The new GMS contract rewards recording of clinician interventions in lifestyle risk factors such as smoking. A strategy, care protocol, and educational material is expected to accompany this activity, but if your integrity is at a low ebb you could just get someone else to tell your patients to stop, put the Read code on the computer, and still get your points. However, most professionals will genuinely want to help their patients make the changes that could reverse some of our major public health risks: smoking, alcohol overuse, and eating more calories than we use. We all know the impotence and frustration that we feel when met by a patient's denial or despair at their own (in)ability to do what we both know will be better for their health. So, how to maximise their chances of ultimate success is a key question for clinicians, which these books go a long way to answering.
Dr Rick Botelho is a practising GP and academic, who trained in UK but has practised in the US for many years. He brings a wealth of clinical and research experience to bear on this revised text, incorporating helpful summaries of recent psychological theories that most GPs will have missed in their original training, and a succinct but useful list of references to support his advice. The books are designed as a clinician's guide (1) and a patient handbook (2), with many individualised short exercises to allow both clinician and patient to reflect on their progress in analysing and changing lifestyle factors. These are supported by a website www.MotivateHealthyHabits.com, where the author will answer queries, additional support material exists, and details for purchase are available.

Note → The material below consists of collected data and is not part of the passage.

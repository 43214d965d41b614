//! Rate limiting for the shopper mutation endpoints.
//!
//! - `cart_rate_limiter`: cart and wishlist writes (~60/min, burst 30)
//! - `checkout_rate_limiter`: order placement and coupon checks (~10/min, burst 5)

use std::net::{IpAddr, SocketAddr};
use std::sync::Arc;

use axum::extract::ConnectInfo;
use axum::http::Request;
use governor::clock::QuantaInstant;
use governor::middleware::NoOpMiddleware;
use tower_governor::{GovernorError, GovernorLayer, governor::GovernorConfigBuilder};

/// Proxy headers checked for the client address, most trusted first.
const CLIENT_IP_HEADERS: &[&str] = &["cf-connecting-ip", "x-real-ip", "fly-client-ip"];

/// Key extractor using the proxy-reported client IP, then the first
/// `X-Forwarded-For` hop, then the socket peer address.
#[derive(Clone, Copy)]
pub struct ClientIpKeyExtractor;

impl tower_governor::key_extractor::KeyExtractor for ClientIpKeyExtractor {
    type Key = IpAddr;

    fn extract<T>(&self, req: &Request<T>) -> Result<Self::Key, GovernorError> {
        let headers = req.headers();
        let header_ip = |name: &str| {
            headers
                .get(name)
                .and_then(|v| v.to_str().ok())
                .and_then(|s| s.trim().parse::<IpAddr>().ok())
        };

        if let Some(ip) = CLIENT_IP_HEADERS.iter().find_map(|name| header_ip(name)) {
            return Ok(ip);
        }

        if let Some(ip) = headers
            .get("x-forwarded-for")
            .and_then(|v| v.to_str().ok())
            .and_then(|s| s.split(',').next())
            .and_then(|s| s.trim().parse::<IpAddr>().ok())
        {
            return Ok(ip);
        }

        req.extensions()
            .get::<ConnectInfo<SocketAddr>>()
            .map(|ConnectInfo(addr)| addr.ip())
            .ok_or(GovernorError::UnableToExtractKey)
    }
}

/// Rate limiter layer type for Axum.
pub type RateLimiterLayer =
    GovernorLayer<ClientIpKeyExtractor, NoOpMiddleware<QuantaInstant>, axum::body::Body>;

/// Cart and wishlist writes: one token per second, burst of 30.
///
/// # Panics
///
/// Does not panic; both values are positive constants, which
/// `GovernorConfigBuilder` always accepts.
#[must_use]
pub fn cart_rate_limiter() -> RateLimiterLayer {
    let config = GovernorConfigBuilder::default()
        .key_extractor(ClientIpKeyExtractor)
        .per_second(1)
        .burst_size(30)
        .finish()
        .expect("rate limiter config with per_second(1) and burst_size(30) is valid");
    GovernorLayer::new(Arc::new(config))
}

/// Checkout: one token every 6 seconds, burst of 5.
///
/// # Panics
///
/// Does not panic; both values are positive constants, which
/// `GovernorConfigBuilder` always accepts.
#[must_use]
pub fn checkout_rate_limiter() -> RateLimiterLayer {
    let config = GovernorConfigBuilder::default()
        .key_extractor(ClientIpKeyExtractor)
        .per_second(6)
        .burst_size(5)
        .finish()
        .expect("rate limiter config with per_second(6) and burst_size(5) is valid");
    GovernorLayer::new(Arc::new(config))
}

#[cfg(test)]
#[allow(clippy::unwrap_used)]
mod tests {
    use tower_governor::key_extractor::KeyExtractor;

    use super::*;

    fn request(headers: &[(&str, &str)]) -> Request<()> {
        let mut builder = Request::builder().uri("/api/cart/add");
        for (name, value) in headers {
            builder = builder.header(*name, *value);
        }
        builder.body(()).unwrap()
    }

    fn key(req: &Request<()>) -> Option<IpAddr> {
        ClientIpKeyExtractor.extract(req).ok()
    }

    #[test]
    fn test_cloudflare_header_wins() {
        let req = request(&[
            ("x-forwarded-for", "10.0.0.1, 10.0.0.2"),
            ("cf-connecting-ip", "203.0.113.7"),
        ]);
        assert_eq!(key(&req), Some("203.0.113.7".parse().unwrap()));
    }

    #[test]
    fn test_forwarded_for_first_hop() {
        let req = request(&[("x-forwarded-for", " 198.51.100.4 , 10.0.0.2")]);
        assert_eq!(key(&req), Some("198.51.100.4".parse().unwrap()));
    }

    #[test]
    fn test_falls_back_to_peer_address() {
        let mut req = request(&[("x-real-ip", "not-an-ip")]);
        let peer: SocketAddr = "192.0.2.10:52044".parse().unwrap();
        req.extensions_mut().insert(ConnectInfo(peer));
        assert_eq!(key(&req), Some(peer.ip()));
    }

    #[test]
    fn test_no_address_at_all() {
        assert_eq!(key(&request(&[])), None);
    }
}
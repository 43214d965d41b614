//! Business logic services for storefront.
//!
//! # Services
//!
//! - `checkout` - Order pricing and checkout errors
//! - `events` - Per-shopper cart/wishlist notifications
//! - `settings_cache` - Site settings held for a TTL

pub mod checkout;
pub mod events;
pub mod settings_cache;

pub use checkout::{CheckoutError, OrderTotals, PricedLine, price_order};
pub use events::{EventBus, ShopperEvent};
pub use settings_cache::SettingsCache;
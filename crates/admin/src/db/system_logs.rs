//! System log repository.

use sqlx::PgPool;

use velora_core::table::{Order, Table};
use velora_core::{LOG_VIEW_LIMIT, ListQuery, NewSystemLog, SystemLog, SystemLogId};

use super::RepositoryError;

const SYSTEM_LOGS: Table = Table::new("system_logs");

/// Repository for `system_logs`.
pub struct SystemLogRepository<'a> {
    pool: &'a PgPool,
}

impl<'a> SystemLogRepository<'a> {
    #[must_use]
    pub const fn new(pool: &'a PgPool) -> Self {
        Self { pool }
    }

    /// The latest [`LOG_VIEW_LIMIT`] entries, newest first, unfiltered.
    ///
    /// # Errors
    ///
    /// Returns `RepositoryError::Database` if the query fails.
    pub async fn recent(&self) -> Result<Vec<SystemLog>, RepositoryError> {
        let logs = SYSTEM_LOGS
            .select("*")
            .order("created_at", Order::Desc)
            .limit(LOG_VIEW_LIMIT)
            .fetch_all(self.pool)
            .await?;
        Ok(logs)
    }

    /// The latest entries narrowed by `query` (search, level, category).
    ///
    /// # Errors
    ///
    /// Returns `RepositoryError::Database` if the query fails.
    pub async fn list(&self, query: &ListQuery) -> Result<Vec<SystemLog>, RepositoryError> {
        Ok(query.apply(self.recent().await?))
    }

    /// # Errors
    ///
    /// Returns `RepositoryError::Database` if the insert fails.
    pub async fn create(&self, log: &NewSystemLog) -> Result<SystemLog, RepositoryError> {
        let log = SYSTEM_LOGS
            .insert()
            .set("level", log.level)
            .set("category", log.category.as_str())
            .set("message", log.message.as_str())
            .set("metadata", log.metadata.clone())
            .returning("*")
            .fetch_one(self.pool)
            .await?;
        Ok(log)
    }

    /// # Errors
    ///
    /// Returns `RepositoryError::NotFound` if no entry has this id.
    pub async fn delete(&self, id: SystemLogId) -> Result<(), RepositoryError> {
        let deleted = SYSTEM_LOGS
            .delete()
            .eq("id", id)
            .execute(self.pool)
            .await?;
        if deleted == 0 {
            return Err(RepositoryError::NotFound);
        }
        Ok(())
    }

    /// Delete every entry. Returns how many were removed.
    ///
    /// # Errors
    ///
    /// Returns `RepositoryError::Database` if the delete fails.
    pub async fn clear(&self) -> Result<u64, RepositoryError> {
        Ok(SYSTEM_LOGS.delete().all().execute(self.pool).await?)
    }
}
//! Request ID middleware for request tracing and correlation.
//!
//! Uses the upstream `x-request-id` when present, otherwise a fresh UUID v4.
//! The id is recorded on the current span, tagged on the Sentry scope and
//! echoed in the response headers.

use axum::{extract::Request, http::HeaderValue, middleware::Next, response::Response};
use tracing::Span;
use uuid::Uuid;

/// The HTTP header name for request IDs.
pub const REQUEST_ID_HEADER: &str = "x-request-id";

/// Middleware that ensures every request has a request ID.
pub async fn request_id_middleware(request: Request, next: Next) -> Response {
    let request_id = request
        .headers()
        .get(REQUEST_ID_HEADER)
        .and_then(|h| h.to_str().ok())
        .filter(|id| !id.is_empty())
        .map_or_else(|| Uuid::new_v4().to_string(), String::from);

    Span::current().record("request_id", &request_id);
    sentry::configure_scope(|scope| {
        scope.set_tag("request_id", &request_id);
    });

    let mut response = next.run(request).await;

    if let Ok(value) = HeaderValue::from_str(&request_id) {
        response.headers_mut().insert(REQUEST_ID_HEADER, value);
    }

    response
}
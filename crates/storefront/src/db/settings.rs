//! Site settings, read as a whole.

use sqlx::PgPool;

use velora_core::table::{Order, Table};
use velora_core::{SiteSetting, SiteSettings};

use super::RepositoryError;

const SITE_SETTINGS: Table = Table::new("site_settings");

/// Read access to `site_settings`.
pub struct SettingsRepository<'a> {
    pool: &'a PgPool,
}

impl<'a> SettingsRepository<'a> {
    #[must_use]
    pub const fn new(pool: &'a PgPool) -> Self {
        Self { pool }
    }

    /// # Errors
    ///
    /// Returns `RepositoryError::Database` if the query fails.
    pub async fn load_all(&self) -> Result<SiteSettings, RepositoryError> {
        let rows: Vec<SiteSetting> = SITE_SETTINGS
            .select("key, value")
            .order("key", Order::Asc)
            .fetch_all(self.pool)
            .await?;
        Ok(rows.into_iter().collect())
    }
}
//! Catalog repository: categories, products and hero images.

use serde::Deserialize;
use sqlx::PgPool;

use velora_core::table::{Order, Table};
use velora_core::{Category, CategoryId, HeroImage, Product, ProductId};

use super::RepositoryError;

const CATEGORIES: Table = Table::new("categories");
const PRODUCTS: Table = Table::new("products");
const HERO_IMAGES: Table = Table::new("hero_carousel_images");

const PRODUCT_SEARCH_COLUMNS: &[&str] = &["name", "description"];

/// Products shown in the home page "top sellers" strip.
pub const TOP_PRODUCT_LIMIT: i64 = 10;

/// Default and maximum page size for product listings.
pub const DEFAULT_PRODUCT_LIMIT: i64 = 50;
pub const MAX_PRODUCT_LIMIT: i64 = 200;

/// Query parameters for `GET /api/products`.
#[derive(Debug, Clone, Default, Deserialize)]
pub struct ProductFilter {
    pub category: Option<CategoryId>,
    pub search: Option<String>,
    pub limit: Option<i64>,
}

impl ProductFilter {
    /// Requested limit clamped to `1..=MAX_PRODUCT_LIMIT`.
    #[must_use]
    pub fn limit(&self) -> i64 {
        self.limit
            .unwrap_or(DEFAULT_PRODUCT_LIMIT)
            .clamp(1, MAX_PRODUCT_LIMIT)
    }
}

/// Read-only access to the catalog.
pub struct CatalogRepository<'a> {
    pool: &'a PgPool,
}

impl<'a> CatalogRepository<'a> {
    #[must_use]
    pub const fn new(pool: &'a PgPool) -> Self {
        Self { pool }
    }

    /// All categories by name.
    ///
    /// # Errors
    ///
    /// Returns `RepositoryError::Database` if the query fails.
    pub async fn categories(&self) -> Result<Vec<Category>, RepositoryError> {
        let categories = CATEGORIES
            .select("*")
            .order("name", Order::Asc)
            .fetch_all(self.pool)
            .await?;
        Ok(categories)
    }

    /// Products matching `filter`, newest first.
    ///
    /// # Errors
    ///
    /// Returns `RepositoryError::Database` if the query fails.
    pub async fn products(&self, filter: &ProductFilter) -> Result<Vec<Product>, RepositoryError> {
        let mut select = PRODUCTS.select("*");
        if let Some(category) = filter.category {
            select = select.eq("category_id", category);
        }
        if let Some(search) = filter.search.as_deref() {
            select = select.search(PRODUCT_SEARCH_COLUMNS, search);
        }
        let products = select
            .order("created_at", Order::Desc)
            .limit(filter.limit())
            .fetch_all(self.pool)
            .await?;
        Ok(products)
    }

    /// # Errors
    ///
    /// Returns `RepositoryError::NotFound` if no product has this id.
    pub async fn product(&self, id: ProductId) -> Result<Product, RepositoryError> {
        PRODUCTS
            .select("*")
            .eq("id", id)
            .fetch_optional(self.pool)
            .await?
            .ok_or(RepositoryError::NotFound)
    }

    /// Best-selling in-stock products.
    ///
    /// # Errors
    ///
    /// Returns `RepositoryError::Database` if the query fails.
    pub async fn top_products(&self) -> Result<Vec<Product>, RepositoryError> {
        let products = PRODUCTS
            .select("*")
            .eq("in_stock", true)
            .order("sales_count", Order::Desc)
            .order("created_at", Order::Desc)
            .limit(TOP_PRODUCT_LIMIT)
            .fetch_all(self.pool)
            .await?;
        Ok(products)
    }

    /// Active carousel images by display order.
    ///
    /// # Errors
    ///
    /// Returns `RepositoryError::Database` if the query fails.
    pub async fn hero_images(&self) -> Result<Vec<HeroImage>, RepositoryError> {
        let images = HERO_IMAGES
            .select("*")
            .eq("is_active", true)
            .order("display_order", Order::Asc)
            .fetch_all(self.pool)
            .await?;
        Ok(images)
    }
}

#[cfg(test)]
mod tests {
    use super::*;

    #[test]
    fn test_product_limit_clamped() {
        let mut filter = ProductFilter::default();
        assert_eq!(filter.limit(), DEFAULT_PRODUCT_LIMIT);

        filter.limit = Some(0);
        assert_eq!(filter.limit(), 1);

        filter.limit = Some(10_000);
        assert_eq!(filter.limit(), MAX_PRODUCT_LIMIT);
    }
}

The theoretical basis of the books centres around the ‘six steps’ model (book 1, page 110–213), where the clinician and patient work through building their relationship specifically around a goal of lifestyle change: negotiating the agenda, assessing resistance and motivation, understanding where each is coming from in the relationship: then into planning and implementing change, and finally followup, and sticking with the patient for the duration of their hard fought struggles (or whatever). In seeing this as a step-by-step process, it makes lifestyle change compatible with other clinical agendas, but also fits in with the evidence that creating a climate for behavioural change assists patients to reach their goals.
What I like about the clinician book (1) is that it is user-friendly but evidence based: puts some firm responsibilities on the clinician to assist the patient, rather than absenting us from responsibility for such preventive measures: and shows that helping people change is much more complex than being nice and giving the facts. It particularly addresses childhood messages about eating, and seeks to make conscious the assumptions that both staff and patients are making around their attitudes to health. The patient book (2) has a wealth of options that you can tailor to your patients' needs, or lend them the book and allow them to pick and choose what works for them. It is highly evaluative, and commits us to an ongoing effort, just as we might use for more technical models of chronic disease management. After all, if we know that altered diet is key to diabetes, why not spend more time on this than the joys of routine blood or urine testing?
If it has any shortcomings, its style is somewhat in the North American cultural school of evangelism, and some of the brief dialogues about patient care are rather caricatured; but I say this only to forewarn, because it could be an excuse for cynical UK GPs to ignore its wisdom, and it is our pessimism that could actually undermine our patients in their efforts. Such details are minor when I compare it to other texts I have read on lifestyle change — which tend to be more theoretical, less reflexive, and much less applicable to daily clinical practice. I am using it with my patients, and they are enchanted by my genuine interest in their efforts to tackle their addictions. I am even using it to confront my own bad habits — well, intermittently but at least I am trying! Rick Botelho asks for feedback which is another impressive factor, as he genuinely wants to know if it works. Read it and see.
- © British Journal of General Practice, 2005.